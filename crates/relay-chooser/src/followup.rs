//! Follow-up detection and query expansion (spec §4.8 step 1).
//!
//! Grounded on `original_source/.../orchestrator/model/recipient_chooser.py`
//! (`FollowUpAnalysisResult`).

use async_trait::async_trait;
use relay_llm::provider::{LlmProvider, Message};
use serde::{Deserialize, Serialize};

use crate::error::ChooserResult;

#[derive(Debug, Clone, Copy, PartialEq, Eq, Serialize, Deserialize)]
#[serde(rename_all = "lowercase")]
pub enum Intent {
    Knowledge,
    Action,
}

#[derive(Debug, Clone, PartialEq, Serialize, Deserialize)]
pub struct FollowUpAnalysisResult {
    pub is_followup: bool,
    pub original_query: String,
    pub expanded_query: String,
    pub key_terms_added: Vec<String>,
    pub reasoning: String,
    pub intent: Intent,
}

impl FollowUpAnalysisResult {
    /// The analysis used when follow-up detection is disabled by config, or
    /// when there's no prior turn to compare against — the message stands on
    /// its own.
    pub fn not_a_followup(message: &str) -> Self {
        Self {
            is_followup: false,
            original_query: message.to_string(),
            expanded_query: message.to_string(),
            key_terms_added: Vec::new(),
            reasoning: String::new(),
            intent: Intent::Knowledge,
        }
    }
}

#[async_trait]
pub trait FollowUpAnalyzer: Send + Sync {
    async fn analyze(
        &self,
        history: &[String],
        current_message: &str,
    ) -> ChooserResult<FollowUpAnalysisResult>;
}

/// Default analyzer: prompts the configured LLM to classify the message and
/// expand it against the last `max_history` prior turns (spec §4.8 step 1,
/// `TA_FOLLOWUP_MAX_HISTORY`).
pub struct LlmFollowUpAnalyzer<P> {
    provider: P,
    max_history: usize,
}

impl<P: LlmProvider> LlmFollowUpAnalyzer<P> {
    pub fn new(provider: P, max_history: usize) -> Self {
        Self { provider, max_history }
    }
}

#[async_trait]
impl<P: LlmProvider> FollowUpAnalyzer for LlmFollowUpAnalyzer<P> {
    async fn analyze(
        &self,
        history: &[String],
        current_message: &str,
    ) -> ChooserResult<FollowUpAnalysisResult> {
        if history.is_empty() {
            return Ok(FollowUpAnalysisResult::not_a_followup(current_message));
        }

        let window: Vec<&String> = history
            .iter()
            .rev()
            .take(self.max_history)
            .collect();
        let context = window
            .iter()
            .rev()
            .map(|turn| turn.as_str())
            .collect::<Vec<_>>()
            .join("\n");

        let prompt = format!(
            "Prior turns:\n{context}\n\nCurrent message: {current_message}\n\n\
             Decide whether the current message is a follow-up to the prior turns. \
             Respond with JSON: {{\"is_followup\": bool, \"expanded_query\": string, \
             \"key_terms_added\": [string], \"reasoning\": string, \"intent\": \"knowledge\"|\"action\"}}"
        );

        let raw = self
            .provider
            .complete(&[Message::user(prompt)])
            .await
            .map_err(|e| crate::error::ChooserError::Analysis(e.to_string()))?;
        let text = raw.text.unwrap_or_default();

        parse_followup_response(&text, current_message)
    }
}

fn parse_followup_response(
    text: &str,
    original_query: &str,
) -> ChooserResult<FollowUpAnalysisResult> {
    #[derive(Deserialize)]
    struct Raw {
        is_followup: bool,
        expanded_query: String,
        #[serde(default)]
        key_terms_added: Vec<String>,
        #[serde(default)]
        reasoning: String,
        #[serde(default = "default_intent")]
        intent: Intent,
    }
    fn default_intent() -> Intent {
        Intent::Knowledge
    }

    match serde_json::from_str::<Raw>(text) {
        Ok(raw) => Ok(FollowUpAnalysisResult {
            is_followup: raw.is_followup,
            original_query: original_query.to_string(),
            expanded_query: raw.expanded_query,
            key_terms_added: raw.key_terms_added,
            reasoning: raw.reasoning,
            intent: raw.intent,
        }),
        Err(_) => Ok(FollowUpAnalysisResult::not_a_followup(original_query)),
    }
}

#[cfg(test)]
mod tests {
    use super::*;

    #[test]
    fn unparseable_response_falls_back_to_not_a_followup() {
        let result = parse_followup_response("not json", "hello").unwrap();
        assert!(!result.is_followup);
        assert_eq!(result.expanded_query, "hello");
    }

    #[test]
    fn well_formed_response_is_parsed() {
        let json = r#"{"is_followup": true, "expanded_query": "refund for order 123", "key_terms_added": ["order", "123"], "reasoning": "references prior order", "intent": "action"}"#;
        let result = parse_followup_response(json, "refund it").unwrap();
        assert!(result.is_followup);
        assert_eq!(result.intent, Intent::Action);
        assert_eq!(result.key_terms_added, vec!["order", "123"]);
    }

    #[tokio::test]
    async fn empty_history_short_circuits_to_not_a_followup() {
        let analyzer = LlmFollowUpAnalyzer::new(relay_llm::echo::EchoProvider::default(), 2);
        let result = analyzer.analyze(&[], "hello").await.unwrap();
        assert!(!result.is_followup);
    }
}
//! Auth Storage (C2, spec §4.2).
//!
//! Grounded on `original_source/.../auth/oauth_client.py`'s use of a
//! composite `auth_server|sorted-scopes` key.

use async_trait::async_trait;
use chrono::{DateTime, Utc};
use dashmap::DashMap;
use relay_core::ids::UserId;
use serde::{Deserialize, Serialize};

use crate::error::StorageResult;

/// Stored OAuth credentials for one `(user, composite_key)` pair.
#[derive(Debug, Clone, PartialEq, Serialize, Deserialize)]
pub struct OAuth2AuthData {
    pub access_token: String,
    pub refresh_token: Option<String>,
    pub expires_at: DateTime<Utc>,
    pub scopes: Vec<String>,
    pub audience: Option<String>,
    pub resource: Option<String>,
    #[serde(default = "default_token_type")]
    pub token_type: String,
    pub issued_at: DateTime<Utc>,
}

fn default_token_type() -> String {
    "Bearer".to_string()
}

impl OAuth2AuthData {
    pub fn is_expired(&self) -> bool {
        Utc::now() >= self.expires_at
    }

    /// True iff not expired AND (`resource` absent or matches) AND
    /// (`audience` absent or matches).
    pub fn is_valid_for_resource(&self, uri: &str) -> bool {
        if self.is_expired() {
            return false;
        }
        if let Some(resource) = &self.resource {
            if resource != uri {
                return false;
            }
        }
        if let Some(audience) = &self.audience {
            if audience != uri {
                return false;
            }
        }
        true
    }
}

/// Deterministic composite key: `auth_server`, or `auth_server|sorted-scopes`
/// when scopes are non-empty. Distinct scope sets yield distinct keys;
/// permutations of the same set yield the same key (spec §8.4).
pub fn build_auth_storage_key(auth_server: &str, scopes: &[String]) -> String {
    if scopes.is_empty() {
        return auth_server.to_string();
    }
    let mut sorted: Vec<&str> = scopes.iter().map(String::as_str).collect();
    sorted.sort_unstable();
    format!("{auth_server}|{}", sorted.join("|"))
}

#[async_trait]
pub trait AuthStorage: Send + Sync {
    async fn store(
        &self,
        user_id: &UserId,
        composite_key: &str,
        data: OAuth2AuthData,
    ) -> StorageResult<()>;

    async fn retrieve(
        &self,
        user_id: &UserId,
        composite_key: &str,
    ) -> StorageResult<Option<OAuth2AuthData>>;

    async fn delete(&self, user_id: &UserId, composite_key: &str) -> StorageResult<()>;

    async fn clear_user_data(&self, user_id: &UserId) -> StorageResult<()>;
}

#[derive(Debug, Default)]
pub struct InMemoryAuthStorage {
    entries: DashMap<(UserId, String), OAuth2AuthData>,
}

impl InMemoryAuthStorage {
    pub fn new() -> Self {
        Self::default()
    }
}

#[async_trait]
impl AuthStorage for InMemoryAuthStorage {
    async fn store(
        &self,
        user_id: &UserId,
        composite_key: &str,
        data: OAuth2AuthData,
    ) -> StorageResult<()> {
        self.entries
            .insert((user_id.clone(), composite_key.to_string()), data);
        Ok(())
    }

    async fn retrieve(
        &self,
        user_id: &UserId,
        composite_key: &str,
    ) -> StorageResult<Option<OAuth2AuthData>> {
        Ok(self
            .entries
            .get(&(user_id.clone(), composite_key.to_string()))
            .map(|entry| entry.clone()))
    }

    async fn delete(&self, user_id: &UserId, composite_key: &str) -> StorageResult<()> {
        self.entries
            .remove(&(user_id.clone(), composite_key.to_string()));
        Ok(())
    }

    async fn clear_user_data(&self, user_id: &UserId) -> StorageResult<()> {
        self.entries.retain(|(uid, _), _| uid != user_id);
        Ok(())
    }
}

#[cfg(test)]
mod tests {
    use super::*;

    #[test]
    fn empty_scopes_use_bare_auth_server() {
        assert_eq!(build_auth_storage_key("https://x", &[]), "https://x");
    }

    #[test]
    fn key_is_independent_of_scope_order() {
        let a = build_auth_storage_key(
            "https://x",
            &["repo".to_string(), "read:org".to_string()],
        );
        let b = build_auth_storage_key(
            "https://x",
            &["read:org".to_string(), "repo".to_string()],
        );
        assert_eq!(a, b);
    }

    #[test]
    fn distinct_scope_sets_yield_distinct_keys() {
        let a = build_auth_storage_key("https://x", &["repo".to_string()]);
        let b = build_auth_storage_key("https://x", &["admin".to_string()]);
        assert_ne!(a, b);
    }

    #[tokio::test]
    async fn store_then_retrieve_round_trips() {
        let store = InMemoryAuthStorage::new();
        let user = UserId::new("u1");
        let data = OAuth2AuthData {
            access_token: "tok".to_string(),
            refresh_token: None,
            expires_at: Utc::now() + chrono::Duration::hours(1),
            scopes: vec!["repo".to_string()],
            audience: None,
            resource: Some("https://mcp.example/a".to_string()),
            token_type: "Bearer".to_string(),
            issued_at: Utc::now(),
        };
        store.store(&user, "key", data.clone()).await.unwrap();
        let got = store.retrieve(&user, "key").await.unwrap().unwrap();
        assert_eq!(got.access_token, "tok");
        assert!(got.is_valid_for_resource("https://mcp.example/a"));
        assert!(!got.is_valid_for_resource("https://mcp.example/b"));
    }

    #[tokio::test]
    async fn mismatched_audience_is_invalid_even_when_resource_matches() {
        let data = OAuth2AuthData {
            access_token: "tok".to_string(),
            refresh_token: None,
            expires_at: Utc::now() + chrono::Duration::hours(1),
            scopes: vec![],
            audience: Some("https://mcp.example/other".to_string()),
            resource: Some("https://mcp.example/a".to_string()),
            token_type: "Bearer".to_string(),
            issued_at: Utc::now(),
        };
        assert!(!data.is_valid_for_resource("https://mcp.example/a"));
    }

    #[tokio::test]
    async fn expired_token_is_never_valid() {
        let data = OAuth2AuthData {
            access_token: "tok".to_string(),
            refresh_token: None,
            expires_at: Utc::now() - chrono::Duration::seconds(1),
            scopes: vec![],
            audience: None,
            resource: None,
            token_type: "Bearer".to_string(),
            issued_at: Utc::now(),
        };
        assert!(!data.is_valid_for_resource("https://anything"));
    }
}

....

#### [WORK TO COMPLETE]
Where a line in the records above contains the word "struct", include it in the count; state the total and nothing more.

#### [OUTPUT BELOW]
5